Digital Logos Edition
Thomas F. Torrance’s work regarding science and theology is a noted contribution to Christian apologetics and philosophy. Moreover, his work as a systematic theologian has also impacted those in the Reformed tradition. Torrance studied with Karl Barth in Basel, Switzerland early in his career, and was an editor for Barth’s Church Dogmatics and the translation of John Calvin’s New Testament Commentaries. This library collects Torrance’s thoughts about ecclesiology, the incarnation, and the relationship between science and theology, as well as his historical studies of Calvin’s view of man and the Church Fathers’ understanding of grace. Torrance’s works are filled with foundational concepts for Christians and are marked by his clear, inventive approach and a deep understanding of historical theology.
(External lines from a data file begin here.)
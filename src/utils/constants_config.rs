// src/utils/constants_config.rs
use crate::utils::{
    DEFAULT_LAYOUT_CONFIG,
    DEFAULT_QUADTREE_CONFIG,
    errors::QuadTreeError
};

/// Subdivision settings shared by every node of a tree.
#[derive(Debug, Clone, Copy, PartialEq)]
pub struct QuadTreeConfig {
    pub max_elements_per_leaf: usize,
    pub max_depth: usize,
}

impl Default for QuadTreeConfig {
    fn default() -> Self {
        DEFAULT_QUADTREE_CONFIG
    }
}

impl QuadTreeConfig {
    pub fn new(max_elements_per_leaf: Option<usize>, max_depth: Option<usize>) -> Self {
        let default = DEFAULT_QUADTREE_CONFIG;
        Self {
            max_elements_per_leaf: max_elements_per_leaf.unwrap_or(default.max_elements_per_leaf),
            max_depth: max_depth.unwrap_or(default.max_depth),
        }
    }

    pub fn validate(&self) -> Result<(), QuadTreeError> {
        if self.max_elements_per_leaf == 0 { return Err(QuadTreeError::InvalidCapacity); }
        Ok(())
    }
}

/// Tuning of the force-directed layout driver.
///
/// Repulsion follows Coulomb's law (`force_constant`, `charge`), edges follow
/// Hooke's law (`spring_constant`, `spring_length`), and both are clamped to
/// `max_raw_force` before integration.
#[derive(Debug, Clone, Copy, PartialEq)]
pub struct LayoutConfig {
    pub charge: f64,
    pub force_constant: f64,
    pub spring_constant: f64,
    pub spring_length: f64,
    pub max_raw_force: f64,
    pub time_step: f64,
    pub damping: f64,
    pub theta: f64,
    pub tree: QuadTreeConfig,
}

impl Default for LayoutConfig {
    fn default() -> Self {
        DEFAULT_LAYOUT_CONFIG
    }
}

impl LayoutConfig {
    #[allow(clippy::too_many_arguments)]
    pub fn new(
        charge: Option<f64>,
        force_constant: Option<f64>,
        spring_constant: Option<f64>,
        spring_length: Option<f64>,
        max_raw_force: Option<f64>,
        time_step: Option<f64>,
        damping: Option<f64>,
        theta: Option<f64>,
    ) -> Self {
        let default = DEFAULT_LAYOUT_CONFIG;
        Self {
            charge: charge.unwrap_or(default.charge),
            force_constant: force_constant.unwrap_or(default.force_constant),
            spring_constant: spring_constant.unwrap_or(default.spring_constant),
            spring_length: spring_length.unwrap_or(default.spring_length),
            max_raw_force: max_raw_force.unwrap_or(default.max_raw_force),
            time_step: time_step.unwrap_or(default.time_step),
            damping: damping.unwrap_or(default.damping),
            theta: theta.unwrap_or(default.theta),
            tree: default.tree,
        }
    }

    /// Returns a copy using the given tree settings.
    pub fn with_tree(mut self, tree: QuadTreeConfig) -> Self {
        self.tree = tree;
        self
    }

    pub fn validate(&self) -> Result<(), QuadTreeError> {
        self.tree.validate()?;
        if !self.theta.is_finite() || self.theta < 0.0 { return Err(QuadTreeError::InvalidTheta); }
        if !self.time_step.is_finite() || self.time_step <= 0.0 {
            return Err(QuadTreeError::CalculationError("Time step must be positive".to_string()));
        }
        if !(0.0..=1.0).contains(&self.damping) {
            return Err(QuadTreeError::CalculationError("Damping must lie in [0, 1]".to_string()));
        }
        if self.max_raw_force < 0.0 {
            return Err(QuadTreeError::CalculationError("Maximum force must be non-negative".to_string()));
        }
        Ok(())
    }
}
use crate::models::Point;

/// One of the four children of a quadtree cell.
///
/// <pre>
///  _________
/// | NW | NE |
/// |____|____|
/// | SW | SE |
/// |____|____|
/// </pre>
#[derive(Debug, Clone, Copy, PartialEq, Eq, Hash)]
pub enum Quadrant {
    NorthWest,
    NorthEast,
    SouthWest,
    SouthEast,
}

impl Quadrant {
    pub const ALL: [Quadrant; 4] = [
        Quadrant::NorthWest,
        Quadrant::NorthEast,
        Quadrant::SouthWest,
        Quadrant::SouthEast,
    ];

    /// Classifies `point` relative to a cell `center`.
    ///
    /// Ties go east on `x` and north on `y`, so a coordinate sitting exactly on
    /// a dividing line always lands in the same quadrant.
    ///
    /// # Examples
    ///
    /// ```
    /// use rs_quadtree::models::{Point, Quadrant};
    ///
    /// let center = Point::new(0.0, 0.0);
    /// assert_eq!(Quadrant::classify(&Point::new(-1.0, 1.0), &center), Quadrant::NorthWest);
    /// assert_eq!(Quadrant::classify(&Point::new(0.0, 0.0), &center), Quadrant::NorthEast);
    /// assert_eq!(Quadrant::classify(&Point::new(0.0, -1.0), &center), Quadrant::SouthEast);
    /// ```
    pub fn classify(point: &Point, center: &Point) -> Quadrant {
        let east = point.x >= center.x;
        let north = point.y >= center.y;
        match (east, north) {
            (false, true) => Quadrant::NorthWest,
            (true, true) => Quadrant::NorthEast,
            (false, false) => Quadrant::SouthWest,
            (true, false) => Quadrant::SouthEast,
        }
    }

    /// Slot of this quadrant in a `[_; 4]` child array.
    pub fn index(self) -> usize {
        match self {
            Quadrant::NorthWest => 0,
            Quadrant::NorthEast => 1,
            Quadrant::SouthWest => 2,
            Quadrant::SouthEast => 3,
        }
    }

    /// Center of this quadrant inside a parent cell of the given extents.
    pub fn child_center(self, center: &Point, width: f64, height: f64) -> Point {
        let dx = width / 4.0;
        let dy = height / 4.0;
        match self {
            Quadrant::NorthWest => Point::new(center.x - dx, center.y + dy),
            Quadrant::NorthEast => Point::new(center.x + dx, center.y + dy),
            Quadrant::SouthWest => Point::new(center.x - dx, center.y - dy),
            Quadrant::SouthEast => Point::new(center.x + dx, center.y - dy),
        }
    }
}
Torrance is lauded as one of the twentieth century’s most significant theological minds, and he wrote on a variety of subjects, breaking new ground in multiple disciplines. This collection provides a panoramic presentation of his works, including a practical guide, a philosophical view of Christian theology and scientific understanding, and a focused study of his theology’s effect on ecumenism. Better understand the meaning of the Incarnation and its role in removing dualism as an option for Christian believers. Read Torrance’s later works on the trinity, the mature gleanings from of a lifetime of theological meditation. Get to know Torrance’s thoughts and learn what doctrines he found to be most important for a Christian living as if God is present in the world he created.
Interested in T.F. Torrance? Check out the Princeton Monographs on T.F. Torrance (2 vols.).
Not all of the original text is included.